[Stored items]
======
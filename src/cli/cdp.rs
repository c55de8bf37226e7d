use std::sync::Arc;

use anyhow::{bail, Context, Result};
use serde_json::{json, Value};
use tracing::info;

use super::commands::{CallArgs, SendArgs};
use super::output::{print_value, OutputFormat};
use super::runtime::blocking;
use crate::app_context::AppContext;

/// `None` for a missing argument; anything else must be a JSON object.
pub fn parse_params(raw: Option<&str>) -> Result<Option<Value>> {
    let Some(raw) = raw.map(str::trim).filter(|raw| !raw.is_empty()) else {
        return Ok(None);
    };
    let value: Value = serde_json::from_str(raw).context("params must be valid JSON")?;
    if !value.is_object() {
        bail!("params must be a JSON object, got {value}");
    }
    Ok(Some(value))
}

pub async fn cmd_call(args: CallArgs, ctx: &Arc<AppContext>, output: OutputFormat) -> Result<()> {
    let params = parse_params(args.params.as_deref())?;
    let method = args.method.clone();
    let reply = blocking(ctx, move |ctx| {
        ctx.call(&method, params, args.timeout).map_err(anyhow::Error::from)
    })
    .await?;

    print_value(output, reply.as_value())?;
    if let Some(domain) = reply.domain_error() {
        bail!("{} returned an error: {}", args.method, domain.message);
    }
    Ok(())
}

pub async fn cmd_send(args: SendArgs, ctx: &Arc<AppContext>, output: OutputFormat) -> Result<()> {
    let params = parse_params(args.params.as_deref())?;
    let method = args.method.clone();
    let id = blocking(ctx, move |ctx| {
        ctx.send(&method, params).map_err(anyhow::Error::from)
    })
    .await?;
    print_value(output, &json!({ "id": id, "method": args.method }))
}

pub async fn cmd_ensure(relaunch: bool, ctx: &Arc<AppContext>, output: OutputFormat) -> Result<()> {
    let outcome = blocking(ctx, move |ctx| {
        ctx.ensure_browser(relaunch).map_err(anyhow::Error::from)
    })
    .await?;
    info!(?outcome, "browser ready");
    print_value(output, &outcome)
}

pub async fn cmd_targets(ctx: &Arc<AppContext>, output: OutputFormat) -> Result<()> {
    let targets = blocking(ctx, |ctx| ctx.targets().map_err(anyhow::Error::from)).await?;
    if output == OutputFormat::Human {
        for target in &targets {
            let field = |name: &str| target.get(name).and_then(Value::as_str).unwrap_or("-");
            println!("{:<8} {:<40} {}", field("type"), field("id"), field("url"));
        }
        return Ok(());
    }
    print_value(output, &targets)
}

pub async fn cmd_new_page(ctx: &Arc<AppContext>, output: OutputFormat) -> Result<()> {
    let target_id = blocking(ctx, |ctx| ctx.new_page().map_err(anyhow::Error::from)).await?;
    if output == OutputFormat::Human {
        println!("{target_id}");
        return Ok(());
    }
    print_value(output, &json!({ "targetId": target_id }))
}

#[cfg(test)]
mod tests {
    use super::*;

    #[test]
    fn params_must_be_an_object() {
        assert!(parse_params(None).unwrap().is_none());
        assert!(parse_params(Some("  ")).unwrap().is_none());
        assert_eq!(
            parse_params(Some(r#"{"url":"about:blank"}"#)).unwrap(),
            Some(json!({"url": "about:blank"}))
        );
        assert!(parse_params(Some("[1,2]")).is_err());
        assert!(parse_params(Some("{nope")).is_err());
    }
}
======
ACTION ITEM => Out of the records above, pull each line containing the word "field".

EXERCISE ANSWER =>
            let field = |name: &str| target.get(name).and_then(Value::as_str).unwrap_or("-");
            println!("{:<8} {:<40} {}", field("type"), field("id"), field("url"));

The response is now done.